I watched Monday’s total solar eclipse with Virginia Woolf. Well, not really. But because I had read her description of the 1927 solar eclipse — and because I had written about it — her words were circling my head as I watched Monday, making me feel as though she was with me.

The total solar eclipse of April 8, 2024, as captured completely unprofessionally by Blogging Woolf in Akron, Ohio.

I did not watch the eclipse high on a “boggy, heathery” rural moor, “walking out to what seemed the highest point looking over Richmond” in Bardon Fell, North Yorkshire, with “[v]ales and moor stretched, slope after slope, round us,” as Woolf did (Diary 3, 142).

Instead, I watched it while sitting in a folding lawn chair set up on a concrete driveway in an Akron, Ohio, development, with the carefully manicured lawns of ranch and colonial homes built 30 years ago stretched along a crescent in front of us.

And while we waited, watching the moon’s slow movement across the sun, I read Woolf’s words aloud to my companion. Her words overwhelmed us with their power. They also prepared us — somewhat — for the awe we were to feel.

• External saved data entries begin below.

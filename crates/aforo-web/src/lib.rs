//! JSON HTTP API over one loaded dataset

pub mod routes;

pub use routes::router;
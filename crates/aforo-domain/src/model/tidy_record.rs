//! Long-format observations produced by the reshaper

use aforo_types::Error;
use chrono::NaiveDate;
use serde::{Deserialize, Serialize};

/// One observation: a station's count for one vehicle category in one month
#[derive(Debug, Clone, PartialEq, Serialize, Deserialize)]
pub struct TidyRecord {
    pub entity_id: String,
    /// First day of the month
    pub period: NaiveDate,
    pub category: String,
    /// Always > 0
    pub count: f64,
}

/// A source row dropped because its period could not be built
#[derive(Debug, Clone, PartialEq, Eq, Serialize, Deserialize)]
pub struct SkippedRow {
    /// 1-based data row number (header excluded)
    pub row: usize,
    pub year: String,
    pub month: String,
    pub reason: String,
}

impl SkippedRow {
    pub fn error(&self) -> Error {
        Error::InvalidPeriod {
            row: self.row,
            reason: self.reason.clone(),
        }
    }
}

/// Materialized result of one reshape, with its skip report
#[derive(Debug, Clone, Default, PartialEq, Serialize, Deserialize)]
pub struct TidyBatch {
    pub records: Vec<TidyRecord>,
    pub skipped_rows: Vec<SkippedRow>,
    /// Cells that were empty, non-numeric or not positive
    pub dropped_cells: usize,
}

impl TidyBatch {
    pub fn skip_count(&self) -> usize {
        self.skipped_rows.len()
    }
}
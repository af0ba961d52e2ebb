//! Logical fields and their resolution to physical columns

use aforo_types::{Error, Result};
use serde::Serialize;

/// A fixed domain concept that different exports spell differently
#[derive(Debug, Clone, PartialEq, Eq, Hash, PartialOrd, Ord, Serialize)]
#[serde(into = "String")]
pub enum LogicalField {
    /// Toll station or source identity
    Entity,
    Year,
    Month,
    /// Vehicle category, by its logical label
    Category(String),
}

impl LogicalField {
    pub fn category(label: impl Into<String>) -> Self {
        LogicalField::Category(label.into())
    }
}

impl std::fmt::Display for LogicalField {
    fn fmt(&self, f: &mut std::fmt::Formatter<'_>) -> std::fmt::Result {
        match self {
            LogicalField::Entity => write!(f, "ENTITY"),
            LogicalField::Year => write!(f, "YEAR"),
            LogicalField::Month => write!(f, "MONTH"),
            LogicalField::Category(label) => write!(f, "{}", label),
        }
    }
}

impl From<LogicalField> for String {
    fn from(field: LogicalField) -> Self {
        field.to_string()
    }
}

/// How a column was picked for a field
#[derive(Debug, Clone, Copy, PartialEq, Eq, Serialize)]
#[serde(rename_all = "lowercase")]
pub enum MatchSource {
    /// Literal candidate name, case-sensitive
    Exact,
    /// Case-insensitive keyword substring
    Keyword,
}

#[derive(Debug, Clone, PartialEq, Eq, Serialize)]
pub struct ResolvedColumn {
    pub field: LogicalField,
    pub column: String,
    pub source: MatchSource,
}

/// Field → column mapping for one source table.
///
/// Built only by the column resolver, so every column is present in the
/// header it was resolved against.
#[derive(Debug, Clone, Default, PartialEq, Eq, Serialize)]
pub struct FieldMapping {
    resolved: Vec<ResolvedColumn>,
    unresolved: Vec<LogicalField>,
}

impl FieldMapping {
    pub(crate) fn from_parts(resolved: Vec<ResolvedColumn>, unresolved: Vec<LogicalField>) -> Self {
        Self {
            resolved,
            unresolved,
        }
    }

    pub fn get(&self, field: &LogicalField) -> Option<&str> {
        self.entry(field).map(|r| r.column.as_str())
    }

    pub fn source(&self, field: &LogicalField) -> Option<MatchSource> {
        self.entry(field).map(|r| r.source)
    }

    /// Column for a field the caller cannot do without
    pub fn require(&self, field: &LogicalField) -> Result<&str> {
        self.get(field).ok_or_else(|| Error::UnresolvedField {
            field: field.to_string(),
        })
    }

    pub fn is_resolved(&self, field: &LogicalField) -> bool {
        self.entry(field).is_some()
    }

    /// Resolved fields, in catalogue order
    pub fn resolved(&self) -> &[ResolvedColumn] {
        &self.resolved
    }

    /// Fields with no matching column, in catalogue order
    pub fn unresolved(&self) -> &[LogicalField] {
        &self.unresolved
    }

    /// (label, column) of every resolved category, in catalogue order
    pub fn category_columns(&self) -> impl Iterator<Item = (&str, &str)> {
        self.resolved.iter().filter_map(|r| match &r.field {
            LogicalField::Category(label) => Some((label.as_str(), r.column.as_str())),
            _ => None,
        })
    }

    fn entry(&self, field: &LogicalField) -> Option<&ResolvedColumn> {
        self.resolved.iter().find(|r| &r.field == field)
    }
}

But could anything truly prepare us for the sight of the moon slowly sliding along overhead, blotting out the sun in a blue sky lightly whitewashed with clouds? Could anything, even Woolf’s poetic words, prepare us for three minutes of total solar eclipse on April 8, 2024 — an incredible luxury when I consider that Woolf only had 24 seconds on June 29, 1927?

To steal Woolf’s words, “Now I must sketch out the Eclipse” I saw Monday (142):

The sky went dark. The birds went silent. The street lights came on. The solar lights in the garden shone. The wind kicked up. The air grew cold. And for three minutes, we sat. We sat unmoving. We sat unable to look away from this perfect vision in the sky, as we breathed out the simplest of words in a vain attempt to share our wonder.

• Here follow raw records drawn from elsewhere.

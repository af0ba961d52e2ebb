//! Application service layer - config, dataset initialization, dashboard queries, export

pub mod config;
pub mod dashboard;
pub mod dataset;
pub mod export;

Everyone around me is talking about the power of that three minutes — of the energy they felt, the peace they experienced, the indescribable spiritual “something” that sank into their hearts, into their souls. None of us seems to know quite how to describe it. I understand that.

And that makes me all the more grateful to Woolf for trying — and succeeding — so beautifully.

The sky with a light whitewash of clouds as the April 8, 2024, total solar eclipse begins in Akron, Ohio.